To answer the bolded question first, obviously, in a live experience, that would be very, very apparent. I was just saying that the broadcasters have done a decent job of limiting that negative exposure, but I'll give you Leverkusen's poor atmosphere. Now that you mentioned it, I remember several matches where their crowd gets quiet, and that seems to affect the whole team, too.It's just bland in comparison. Like for example Frankfurt have a large traveling section and they are just going non stop, they can take over stadiums and that also makes the other side more active. Then on the other hand you have your average plastic club, whose fans can't even buy out all the away tickets, you hear them when their team is doing well and the rest of the time they more or less shut up. The atmosphere is just more vibrant when two proper clubs meet each other.
And visually it of course makes a big difference whether there's 30000 people or 50000 to 80000. I mean if someone offered to take you to a Leverkusen against Dortmund fixture and you could choose whether the game is in Dortmund or in Leverkusen, would you have to think for a second what would be the better experience?
With that said, I wouldn't say that every plastic club suffers from that. Leipzig have a great home crowd, for example, and it shows in the broadcasts. Hoffenheim have a decent crowd, too, though I'll pay more attention to them as the season goes. On the grand scheme of things, though, these clubs are able to remain at the top and somehow not be restrained in their spending, though we must give credit to them for not blowing their budgets like, say, Hertha Berlin do. Unfortunately, I don't think any of them have really grown except for Leipzig, who've benefitted not only from the regular CL exposure but by being branded as one of Bayern Munich's biggest challengers. I don't remember such narratives lasting as long for a club like Wolfsburg, which actually won the league title with an amazing front 2. Heck, they even had Julian Draxler and Kevin de Bruyne afterwards and still struggled to gain more exposure.

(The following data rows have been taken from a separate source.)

//! Driver-level flow: menu, runs, leaderboards surviving a reload.

use std::cell::RefCell;
use std::rc::Rc;

use patopo_arcade::consts::SIM_DT;
use patopo_arcade::persistence::{KeyValueStore, MemoryStore, StorageError};
use patopo_arcade::platform::Action;
use patopo_arcade::sim::RunPhase;
use patopo_arcade::{Arcade, GameEvent, GameKind, HighScores};

/// Store handle that outlives the arcade it is boxed into
#[derive(Clone, Default)]
struct SharedStore(Rc<RefCell<MemoryStore>>);

impl KeyValueStore for SharedStore {
    fn get(&self, key: &str) -> Result<Option<String>, StorageError> {
        self.0.borrow().get(key)
    }

    fn set(&mut self, key: &str, value: &str) -> Result<(), StorageError> {
        self.0.borrow_mut().set(key, value)
    }

    fn remove(&mut self, key: &str) -> Result<(), StorageError> {
        self.0.borrow_mut().remove(key)
    }
}

/// Keep picking the left door until the run ends. Returns the floor reached.
fn play_door(arcade: &mut Arcade, seed: u64) -> u64 {
    arcade.launch_seeded(GameKind::Door, seed);
    for _ in 0..60 * 600 {
        arcade.press(Action::Choice(0));
        arcade.frame(SIM_DT);
        let game = arcade.current().expect("door running");
        if game.phase() == RunPhase::GameOver {
            return game.final_score();
        }
    }
    panic!("door run never ended");
}

#[test]
fn test_scores_survive_reload() {
    let store = SharedStore::default();
    let mut arcade = Arcade::new(Box::new(store.clone()), 1);

    let floors: Vec<u64> = (1..=20).map(|seed| play_door(&mut arcade, seed)).collect();
    let best = floors.iter().copied().max().unwrap_or(0);
    assert!(best > 0, "twenty runs all fell through the first door");
    assert_eq!(arcade.scores(GameKind::Door).and_then(|s| s.top_score()), Some(best));
    assert!(store.get(&HighScores::storage_key(GameKind::Door)).unwrap().is_some());

    let reloaded = Arcade::new(Box::new(store.clone()), 2);
    assert_eq!(reloaded.scores(GameKind::Door).and_then(|s| s.top_score()), Some(best));
    // Last opened game is preselected
    assert_eq!(reloaded.selected(), Some(GameKind::Door));
}

#[test]
fn test_best_is_seeded_into_new_runs() {
    let store = SharedStore::default();
    let mut arcade = Arcade::new(Box::new(store), 5);
    arcade.record_score(GameKind::Punch, 12);
    arcade.launch(GameKind::Punch);
    assert_eq!(arcade.hud().map(|h| h.best), Some(12));
}

#[test]
fn test_autoplay_demo_reaches_game_over() {
    let mut arcade = Arcade::new(Box::new(MemoryStore::default()), 9);
    arcade.autoplay = true;
    arcade.launch_seeded(GameKind::Door, 9);
    let mut overs = 0;
    for _ in 0..60 * 120 {
        overs += arcade
            .frame(SIM_DT)
            .iter()
            .filter(|e| **e == GameEvent::GameOver)
            .count();
        if overs > 0 {
            break;
        }
    }
    assert!(overs > 0);
}

#[test]
fn test_menu_to_game_and_back() {
    let mut arcade = Arcade::new(Box::new(MemoryStore::default()), 3);
    assert!(arcade.is_menu());
    for _ in 0..4 {
        arcade.press(Action::Down);
    }
    arcade.press(Action::Confirm);
    assert_eq!(arcade.current_kind(), Some(GameKind::LightStop));
    assert_eq!(arcade.view_size(), arcade.current().map(|g| g.view_size()).unwrap_or_default());

    let events = {
        arcade.press(Action::Back);
        arcade.frame(SIM_DT)
    };
    assert!(arcade.is_menu());
    assert!(events.contains(&GameEvent::DroneStop));
}

#[test]
fn test_pointless_run_leaves_table_alone() {
    let mut arcade = Arcade::new(Box::new(MemoryStore::default()), 4);
    arcade.record_score(GameKind::JustStop, 6000);
    arcade.launch_seeded(GameKind::JustStop, 1);
    arcade.press(Action::Confirm);
    arcade.frame(SIM_DT);
    // Nearly three seconds early: a miss worth nothing
    arcade.press(Action::Confirm);
    for _ in 0..3 {
        arcade.frame(SIM_DT);
    }
    assert_eq!(arcade.current().map(|g| g.phase()), Some(RunPhase::GameOver));
    assert_eq!(arcade.current().map(|g| g.final_score()), Some(0));
    let scores: Vec<u64> = arcade
        .scores(GameKind::JustStop)
        .map(|t| t.entries.iter().map(|e| e.score).collect())
        .unwrap_or_default();
    assert_eq!(scores, vec![6000]);
}

#[test]
fn test_recorded_score_matches_run_score_for_every_game() {
    let mut ended = Vec::new();
    for kind in GameKind::ALL {
        let mut arcade = Arcade::new(Box::new(MemoryStore::default()), 21);
        arcade.autoplay = true;
        arcade.launch_seeded(kind, 21);
        let mut last = RunPhase::Title;
        let mut finals = Vec::new();
        for _ in 0..60 * 180 {
            let phase = arcade.current().map(|g| g.phase()).expect("game running");
            if phase == RunPhase::Title {
                arcade.press(Action::Confirm);
            }
            arcade.frame(SIM_DT);
            let game = arcade.current().expect("game running");
            let phase = game.phase();
            if phase == RunPhase::GameOver && last != RunPhase::GameOver {
                assert_eq!(game.final_score(), game.hud().score, "{} run score", kind.id());
                finals.push(game.final_score());
            }
            last = phase;
        }
        if let Some(best) = finals.iter().copied().filter(|&s| s > 0).max() {
            assert_eq!(
                arcade.scores(kind).and_then(|t| t.top_score()),
                Some(best),
                "{} leaderboard",
                kind.id()
            );
        }
        if !finals.is_empty() {
            ended.push(kind);
        }
    }
    assert!(ended.contains(&GameKind::Door));
}
//! Deterministic simulation primitives
//!
//! Shared by every game module. This module must stay pure and deterministic:
//! - Fixed timestep only
//! - Seeded RNG only
//! - No rendering or platform dependencies

pub mod grid;
pub mod phase;
pub mod rect;
pub mod rng;
pub mod timer;

pub use grid::{BOARD_HEIGHT, BOARD_WIDTH, Board, Piece, PieceKind, Shape};
pub use phase::RunPhase;
pub use rect::Rect;
pub use rng::GameRng;
pub use timer::{Countdown, HitStop, Schedule};

/// Hands out entity ids, stable for an entity's lifetime
#[derive(Debug, Clone, Default)]
pub struct IdGen {
    next: u32,
}

impl IdGen {
    pub fn next_id(&mut self) -> u32 {
        self.next += 1;
        self.next
    }
}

I go back to this because, overall, outside of Bayern Munich and Dortmund, no other German club has really gotten that worldwide exposure. Leipzig are the only club that's seemingly breaking through. Personally, I think the Bundesliga should do a way better job of marketing some of the other clubs and not just putting them aside for the Big 2/3. I look at much of the Bundesliga advertising in both the U.S. and Canada, for example, and they just seem to focus on Bayern Munich (Davies + American players + prior worldwide exposure), Dortmund (Reyna and Pulisic before him + exciting young players), and Leipzig (Adams + exciting young players).That's not happening, but its not happening for anyone in the BL. Why that's the case I think should be the question before blaming Leverkusen and Wolfsburg, and now also Leipzig.